Inman

Katrina aftermath: Who’s building what

CHARLOTTE, N.C. — Less than one month before hurricane season begins in the Gulf Coast region there are still thousands of families who were displaced by Hurricane Katrina last summer living in mobile homes that are neither secure nor permanent.

Housing rehabilitation and design experts say that while mobile homes were the wrong solution to Katrina’s wrath, which destroyed or severely damaged some 500,000 homes, they now pose a new problem as this year’s storm season gets underway.

“People in mobile homes are in a transition where they are not in an emergency (situation) but still are not moving forward with their lives either,” said New York architect Marianne Cusato, principal of Marianne Cusato Architects.

Cusato’s proposed alternative to the trailers dispersed by the Federal Emergency Management Agency is to build 300-square-foot cottages that later can be integrated into the resident’s permanent housing. The cottages, which are more attractive than emergency trailers, can be built for less than $35,000 and constructed much faster.

The cottages can be site built by individual contractors or factory built and delivered to the site prefabricated, and there are several design options.

The design for the Katrina Cottage was first unveiled at the Mississippi Renewal Forum last fall and it was showcased at the National Association of Home Builders’ International Builders Show in January in Orlando, Fla.

The Katrina cottage is still an idea at this point, Cusato told reporters last week, and it was created to start a dialogue about a better solution.

“A lot of possibilities were born out of this tragedy,” she said, including a new way of thinking about affordable housing.

Cusato believes her cottage prototype can create more dignified affordable housing options that may be similar to Sears Roebuck mail-order homes from the early decades of the 1900s.

While showing the cottage prototype at a recent home builder event, she said, many people were impressed with the space and said they’d like to vacation in one. Cusato resisted the idea at first, but later realized that if people found the home inviting and attractive it could mean that emergency and affordable housing for once could shed its long-held image of low-level housing.

The architect expects the first cottage to be ready for a Gulf Coast family to move in this summer.

Meanwhile, Habitat for Humanity has already begun constructing new homes, though the number pales in comparison with how many are needed.

More than eight months after Katrina hit, about 300,000 families are still without homes, said Ken Meinert of the Habitat for Humanity. In that time, the grassroots housing organization has boxed and shipped 195 homes to affected areas and has more than 200 homes scheduled for assembly and shipment.

About 195 more homes are under construction in the Gulf Coast, Meinert said.

Some of the challenges Habitat for Humanity has faced in helping families rebuild, he said, are problems acquiring buildable land, changes with building codes and flood-plain elevations and finding volunteer housing.

The organization, which has built more than 200,000 houses around the world, aims to build 1,000 homes for Katrina victims by summer 2007 and continue with long-term building efforts as long as funding and resources allow.

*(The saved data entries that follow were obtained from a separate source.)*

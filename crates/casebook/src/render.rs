//! The render-document interface consumed by the external typesetter driver.
//!
//! After a task runs, the per-entry output fragments are snapshotted into a
//! [`RenderDoc`]: a tree of [`RenderEntry`] records in authoring order, each
//! holding its chunks in block-sequence order. The document serializes to
//! JSON for the external backend.

use crate::ast::{Ast, EntryId, OutputFragment};

/// A lightweight wrapper around what would otherwise be a bare string of
/// rendered output.
#[derive(Debug, Clone, PartialEq, serde::Serialize)]
pub enum RenderChunk {
    Text(String),
    Newline,
}

/// One entry's rendered form.
#[derive(Debug, Clone, serde::Serialize)]
pub struct RenderEntry {
    pub id: String,
    pub label: String,
    pub level: u8,
    pub layout_style: String,
    pub chunks: Vec<RenderChunk>,
    pub children: Vec<RenderEntry>,
}

/// The whole rendered document.
#[derive(Debug, Clone, Default, serde::Serialize)]
pub struct RenderDoc {
    pub entries: Vec<RenderEntry>,
}

impl RenderDoc {
    #[must_use]
    pub fn new() -> Self {
        Self::default()
    }

    /// Snapshots every entry's accumulated output, preserving authoring
    /// order and block-sequence order.
    #[must_use]
    pub fn from_ast(ast: &Ast) -> Self {
        let entries = ast.root.list.iter().map(|&id| collect_entry(ast, id)).collect();
        Self { entries }
    }

    pub fn to_json(&self) -> serde_json::Result<String> {
        serde_json::to_string_pretty(self)
    }

    /// Total number of entries, all levels included.
    #[must_use]
    pub fn entry_count(&self) -> usize {
        fn count(entries: &[RenderEntry]) -> usize {
            entries.iter().map(|e| 1 + count(&e.children)).sum()
        }
        count(&self.entries)
    }
}

fn collect_entry(ast: &Ast, id: EntryId) -> RenderEntry {
    let entry = ast.entry(id);
    let chunks = entry
        .output
        .iter()
        .map(|fragment| match fragment {
            OutputFragment::Text(text) => RenderChunk::Text(text.clone()),
            OutputFragment::Newline => RenderChunk::Newline,
        })
        .collect();
    let children = entry.children.list.iter().map(|&child| collect_entry(ast, child)).collect();
    RenderEntry {
        id: entry.id.clone(),
        label: entry.label.clone(),
        level: entry.level,
        layout_style: entry.run_options.layout_style.to_string(),
        chunks,
        children,
    }
}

Each year the National Association of Realtors works with Habitat for Humanity on a local home in the city where the trade group holds its annual convention. This year, NAR will meet in New Orleans and plans to announce some opportunities for Realtors to collaborate with Habitat building efforts, according to an NAR spokesperson.

Even as groups like Habitat have moved along in helping families rebuild their homes and lives, many officials still argue whether rebuilding in the storm-ravaged Gulf Coast makes sense long term.

Ed Olsen from the University of Virginia has compiled information on available rental housing units and found that the vacancy rate was at a historic high when Katrina hit – especially in the South. Cost-wise, placing families in these rentals makes more sense than continuing to house them in hotels and mobile homes, he found.

“My conclusion was that we should provide (the poorest) families transportation to another area and Section 8 vouchers so they could start their lives somewhere else,” said Olsen, who studies low-income housing.

More than 1 million rental units in the South rent for less than $700 per month, Olsen discovered.

“Using the existing stock of rental housing would’ve save billions of dollars,” Olsen told a group of reporters on Friday, adding that evidence also points to housing vouchers as a better solution than construction. And even top officials at FEMA have come to this conclusion, he said, albeit too late.

“Construction programs do not perform better than housing vouchers in any respect,” he said.